Stored data>
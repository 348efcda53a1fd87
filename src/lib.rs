//! **Semantic comparison of JSON documents.**
//!
//! `jsondiff-tools` compares two JSON values structurally and reports every
//! difference with a path, a kind and a business-impact severity. Arrays can
//! be compared positionally or by content: in content mode each element of
//! the left array is paired with the most similar element of the right array,
//! so reordered lists compare equal and edited records show up as field-level
//! changes instead of a removal plus an addition.
//!
//! It powers both the `jsondiff` command-line tool and a library for
//! programmatic use, for example in API regression tests.
//!
//! ## Core Concepts & Modules
//!
//! - **[`diff`]**: Home of the [`DiffEngine`], the [`ComparisonResult`] it
//!   produces, the severity classifier and the summary aggregator.
//! - **[`matching`]**: The [`ValueScorer`] trait, the default
//!   [`HeuristicScorer`] and the [`ArrayMatchConfig`] thresholds that decide
//!   which array elements are paired.
//! - **[`model`]**: Runtime types, structural equality and path helpers.
//! - **[`parsers`]**: Loading documents from files, readers and strings.
//! - **[`config`]**, **[`reports`]**, **[`pipeline`]**, **[`cli`]**: the
//!   layers behind the `jsondiff` binary.
//!
//! ## Getting Started
//!
//! ```
//! use jsondiff_tools::{compare_json_data, DiffType, Severity};
//! use serde_json::json;
//!
//! let left = json!({"items": [{"id": 1, "name": "A"}, {"id": 2, "name": "B"}]});
//! let right = json!({"items": [{"id": 2, "name": "B"}, {"id": 1, "name": "Ax"}]});
//!
//! let result = compare_json_data(&left, &right, false);
//! assert_eq!(result.differences.len(), 1);
//!
//! let diff = &result.differences[0];
//! assert_eq!(diff.path, "items[0].name");
//! assert_eq!(diff.diff_type, DiffType::Changed);
//! assert_eq!(diff.severity, Severity::Low);
//! ```
//!
//! ### Configuring the Engine
//!
//! ```
//! use jsondiff_tools::{ArrayMatchConfig, AssignmentMethod, DiffEngine};
//! use serde_json::json;
//!
//! let engine = DiffEngine::new()
//!     .with_matching_config(ArrayMatchConfig::strict().with_assignment(AssignmentMethod::Optimal))
//!     .with_max_depth(64);
//!
//! let result = engine.compare(&json!({"status": 200}), &json!({"status": 500}))?;
//! assert!(result.has_changes());
//! # Ok::<(), jsondiff_tools::JsonDiffError>(())
//! ```
//!
//! ## Command-Line Interface (CLI)
//!
//! This documentation is for the library crate. The `jsondiff` binary wraps
//! it with config files, reports and CI exit codes; run `jsondiff --help`.

// Lint to discourage unwrap() in production code - prefer explicit error handling
#![warn(clippy::unwrap_used)]
#![allow(
    // Similarity math converts key counts to f64; counts are far below 2^52
    clippy::cast_precision_loss,
    clippy::cast_possible_truncation,
    clippy::missing_errors_doc,
    clippy::missing_panics_doc,
    clippy::struct_excessive_bools,
    clippy::fn_params_excessive_bools,
    // Variable names like `left`/`right` or `old`/`new` are clear in context
    clippy::similar_names
)]

pub mod cli;
pub mod config;
pub mod diff;
pub mod error;
pub mod matching;
pub mod model;
pub mod parsers;
pub mod pipeline;
pub mod reports;
pub mod utils;

// Re-export main types for convenience
pub use config::{AppConfig, AppConfigBuilder, ConfigPreset};
pub use config::{BehaviorConfig, FilterConfig, MatchingConfig, OutputConfig};
pub use config::{ConfigError, Validatable};
pub use config::{DiffConfig, ScoreConfig};
pub use diff::{
    aggregate, classify_severity, compare_json_data, ComparisonResult, DiffEngine, DiffItem,
    DiffSummary, DiffType, Severity,
};
pub use error::{ErrorContext, JsonDiffError, OptionContext, Result};
pub use matching::{
    similarity, ArrayMatchConfig, AssignmentMethod, HeuristicScorer, MatchExplanation,
    MatchStrength, ValueScorer,
};
pub use model::{RuntimeType, ValueKind};
pub use parsers::{parse_json_file, parse_json_str};
pub use reports::{ReportFormat, ReportGenerator};
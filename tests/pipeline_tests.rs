//! Pipeline and CLI integration tests.
//!
//! These tests exercise the full load → diff → report pipeline,
//! error handling paths, and CLI command handlers with real fixture files.

use jsondiff_tools::cli::run_diff;
use jsondiff_tools::config::{load_config_file, DiffConfigBuilder, Validatable};
use jsondiff_tools::pipeline::{
    auto_detect_format, compute_diff, exit_codes, load_json_with_context, output_report,
    write_output, OutputTarget, PipelineError,
};
use jsondiff_tools::reports::ReportFormat;
use serde_json::Value;
use std::path::{Path, PathBuf};
use tempfile::TempDir;

// ============================================================================
// Test Fixtures
// ============================================================================

const FIXTURES_DIR: &str = concat!(env!("CARGO_MANIFEST_DIR"), "/tests/fixtures");

fn fixture_path(name: &str) -> PathBuf {
    Path::new(FIXTURES_DIR).join(name)
}

fn read_report(path: &Path) -> Value {
    let text = std::fs::read_to_string(path).expect("report written");
    serde_json::from_str(&text).expect("report is JSON")
}

// ============================================================================
// Load Stage Tests
// ============================================================================

mod load_stage {
    use super::*;

    #[test]
    fn load_fixture() {
        let path = fixture_path("api/users_left.json");
        let doc = load_json_with_context(&path, None, true).expect("load should succeed");

        assert_eq!(doc.origin, path.display().to_string());
        assert_eq!(doc.value["meta"]["count"], 3);
    }

    #[test]
    fn load_with_pointer() {
        let path = fixture_path("api/users_left.json");
        let doc = load_json_with_context(&path, Some("/data/users/0"), true)
            .expect("pointer should resolve");
        assert_eq!(doc.value["name"], "Ada");
    }

    #[test]
    fn load_truncated_fixture_fails() {
        let path = fixture_path("api/truncated.json");
        let err = load_json_with_context(&path, None, true).unwrap_err();
        assert!(format!("{err:#}").contains("truncated.json"));
    }

    #[test]
    fn load_missing_file_fails() {
        let result = load_json_with_context(Path::new("/nonexistent/doc.json"), None, true);
        assert!(result.is_err());
    }
}

// ============================================================================
// Diff Stage Tests
// ============================================================================

mod diff_stage {
    use super::*;

    #[test]
    fn compute_diff_with_file_config() {
        let app_config = load_config_file(&fixture_path("config/ci.yaml")).expect("config loads");
        assert!(app_config.is_valid());

        let config = DiffConfigBuilder::from_app_config(app_config)
            .left_path(fixture_path("api/users_left.json"))
            .right_path(fixture_path("api/users_right.json"))
            .build()
            .expect("paths set");

        let left = load_json_with_context(&config.paths.left, None, true).unwrap();
        let right = load_json_with_context(&config.paths.right, None, true).unwrap();
        let result = compute_diff(&config, &left.value, &right.value).expect("diff succeeds");

        let paths: Vec<_> = result.differences.iter().map(|d| d.path.as_str()).collect();
        assert_eq!(
            paths,
            vec![
                "data.users[0].email",
                "data.users[2]",
                "data.users[2]",
                "meta.page"
            ]
        );
    }

    #[test]
    fn compute_diff_on_pointed_sub_documents() {
        let config = DiffConfigBuilder::new()
            .left_path(fixture_path("api/users_left.json"))
            .right_path(fixture_path("api/users_right.json"))
            .pointer(Some("/meta".to_string()))
            .quiet(true)
            .build()
            .unwrap();

        let pointer = config.pointer.as_deref();
        let left = load_json_with_context(&config.paths.left, pointer, true).unwrap();
        let right = load_json_with_context(&config.paths.right, pointer, true).unwrap();
        let result = compute_diff(&config, &left.value, &right.value).unwrap();

        assert_eq!(result.differences.len(), 1);
        assert_eq!(result.differences[0].path, "page");
    }
}

// ============================================================================
// Output and Report Stage Tests
// ============================================================================

mod output_stage {
    use super::*;

    #[test]
    fn auto_format_for_files_is_json() {
        let target = OutputTarget::File(PathBuf::from("report.out"));
        assert_eq!(
            auto_detect_format(ReportFormat::Auto, &target),
            ReportFormat::Json
        );
    }

    #[test]
    fn write_output_creates_file() {
        let tmp = TempDir::new().unwrap();
        let path = tmp.path().join("out.txt");
        write_output("hello", &OutputTarget::File(path.clone()), true).unwrap();
        assert_eq!(std::fs::read_to_string(path).unwrap(), "hello\n");
    }

    #[test]
    fn output_report_summary_to_file_has_no_ansi() {
        let tmp = TempDir::new().unwrap();
        let report_path = tmp.path().join("summary.txt");
        let config = DiffConfigBuilder::new()
            .left_path(fixture_path("api/items_left.json"))
            .right_path(fixture_path("api/items_right.json"))
            .output_format(ReportFormat::Summary)
            .output_file(Some(report_path.clone()))
            .quiet(true)
            .build()
            .unwrap();

        let left = load_json_with_context(&config.paths.left, None, true).unwrap();
        let right = load_json_with_context(&config.paths.right, None, true).unwrap();
        let result = compute_diff(&config, &left.value, &right.value).unwrap();
        output_report(&config, &result, &left.origin, &right.origin).unwrap();

        let text = std::fs::read_to_string(report_path).unwrap();
        assert!(text.contains("items[0].name"));
        assert!(!text.contains("\x1b["));
    }

    #[test]
    fn pipeline_error_wraps_source() {
        let err = PipelineError::DiffFailed {
            source: anyhow::anyhow!("depth limit"),
        };
        assert_eq!(err.to_string(), "Diff failed: depth limit");
    }
}

// ============================================================================
// CLI Handler Tests
// ============================================================================

mod cli_handlers {
    use super::*;

    fn builder(left: &str, right: &str, report: &Path) -> DiffConfigBuilder {
        DiffConfigBuilder::new()
            .left_path(fixture_path(left))
            .right_path(fixture_path(right))
            .output_format(ReportFormat::Json)
            .output_file(Some(report.to_path_buf()))
            .quiet(true)
    }

    #[test]
    fn run_diff_end_to_end_report() {
        let tmp = TempDir::new().unwrap();
        let report_path = tmp.path().join("report.json");
        let config = builder("api/items_left.json", "api/items_right.json", &report_path)
            .fail_on_change(true)
            .build()
            .unwrap();

        let code = run_diff(config).expect("diff runs");
        assert_eq!(code, exit_codes::CHANGES_DETECTED);

        let report = read_report(&report_path);
        assert_eq!(report["identical"], false);
        assert_eq!(report["summary"]["differentFields"], 1);
        let differences = report["differences"].as_array().expect("differences listed");
        assert_eq!(differences.len(), 1);
        assert_eq!(differences[0]["path"], "items[0].name");
        assert_eq!(differences[0]["type"], "changed");
        assert_eq!(differences[0]["severity"], "low");
    }

    #[test]
    fn run_diff_fail_on_critical() {
        let tmp = TempDir::new().unwrap();
        let report_path = tmp.path().join("report.json");
        let config = builder("api/users_left.json", "api/status_error.json", &report_path)
            .fail_on_critical(true)
            .build()
            .unwrap();

        assert_eq!(run_diff(config).unwrap(), exit_codes::CRITICAL_DIFFS);
    }

    #[test]
    fn run_diff_identical_documents_succeed() {
        let tmp = TempDir::new().unwrap();
        let report_path = tmp.path().join("report.json");
        let config = builder("api/users_left.json", "api/users_left.json", &report_path)
            .fail_on_change(true)
            .fail_on_critical(true)
            .only_changes(true)
            .build()
            .unwrap();

        assert_eq!(run_diff(config).unwrap(), exit_codes::SUCCESS);
        assert!(!report_path.exists());
    }

    #[test]
    fn run_diff_severity_filter() {
        let tmp = TempDir::new().unwrap();
        let report_path = tmp.path().join("report.json");
        let config = builder("api/users_left.json", "api/users_right.json", &report_path)
            .min_severity(Some(jsondiff_tools::Severity::High))
            .build()
            .unwrap();

        run_diff(config).unwrap();
        let report = read_report(&report_path);
        assert_eq!(report["metadata"]["minSeverity"], "high");
        assert_eq!(report["summary"]["mediumDiffs"], 0);
        assert_eq!(report["differences"].as_array().map(Vec::len), Some(2));
    }

    #[test]
    fn run_diff_bad_pointer_is_error() {
        let tmp = TempDir::new().unwrap();
        let report_path = tmp.path().join("report.json");
        let config = builder("api/items_left.json", "api/items_right.json", &report_path)
            .pointer(Some("/nope".to_string()))
            .build()
            .unwrap();

        assert!(run_diff(config).is_err());
        assert!(!report_path.exists());
    }
}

Problem statement>
Nothing but lines that contain "limit" should appear in the answer. Copy each from the records.

Answer box>
            source: anyhow::anyhow!("depth limit"),
        assert_eq!(err.to_string(), "Diff failed: depth limit");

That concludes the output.